**What you are asked to do:**
Once you have read the entries below, repeat all of them exactly.

####

use serde::{Deserialize, Serialize};

/// A normalized job posting, the common shape every source adapter produces.
///
/// `id` embeds the source name and the source's native identifier. Sources
/// without a stable native id fall back to a timestamp suffix, so the
/// `(company, title)` posting key — not the id — is authoritative for dedup.
#[derive(Debug, Clone, Serialize, Deserialize)]
#[serde(rename_all = "camelCase")]
pub struct JobPosting {
    pub id: String,
    pub title: String,
    pub company: String,
    pub location: String,
    /// Free-text experience requirement, e.g. "신입", "경력 3년 이상".
    pub experience_level: String,
    /// Free-text education requirement, e.g. "대졸(4년) 이상", "학력무관".
    pub education: String,
    pub skills: Vec<String>,
    pub salary: String,
    /// ISO date or the sentinel "상시채용" for open-ended postings.
    pub deadline: String,
    pub url: String,
    pub source: String,
    pub summary: String,
    pub created_at: String,
}

/// A scored posting. Ephemeral — recomputed per request, never persisted.
#[derive(Debug, Clone, Serialize, Deserialize)]
#[serde(rename_all = "camelCase")]
pub struct Recommendation {
    pub job_posting: JobPosting,
    /// Match score in 0..=100.
    pub match_score: u8,
    pub match_reasons: Vec<String>,
}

####

**Answer space:**
use serde::{Deserialize, Serialize};

/// A normalized job posting, the common shape every source adapter produces.
///
/// `id` embeds the source name and the source's native identifier. Sources
/// without a stable native id fall back to a timestamp suffix, so the
/// `(company, title)` posting key — not the id — is authoritative for dedup.
#[derive(Debug, Clone, Serialize, Deserialize)]
#[serde(rename_all = "camelCase")]
pub struct JobPosting {
    pub id: String,
    pub title: String,
    pub company: String,
    pub location: String,
    /// Free-text experience requirement, e.g. "신입", "경력 3년 이상".
    pub experience_level: String,
    /// Free-text education requirement, e.g. "대졸(4년) 이상", "학력무관".
    pub education: String,
    pub skills: Vec<String>,
    pub salary: String,
    /// ISO date or the sentinel "상시채용" for open-ended postings.
    pub deadline: String,
    pub url: String,
    pub source: String,
    pub summary: String,
    pub created_at: String,
}

/// A scored posting. Ephemeral — recomputed per request, never persisted.
#[derive(Debug, Clone, Serialize, Deserialize)]
#[serde(rename_all = "camelCase")]
pub struct Recommendation {
    pub job_posting: JobPosting,
    /// Match score in 0..=100.
    pub match_score: u8,
    pub match_reasons: Vec<String>,
}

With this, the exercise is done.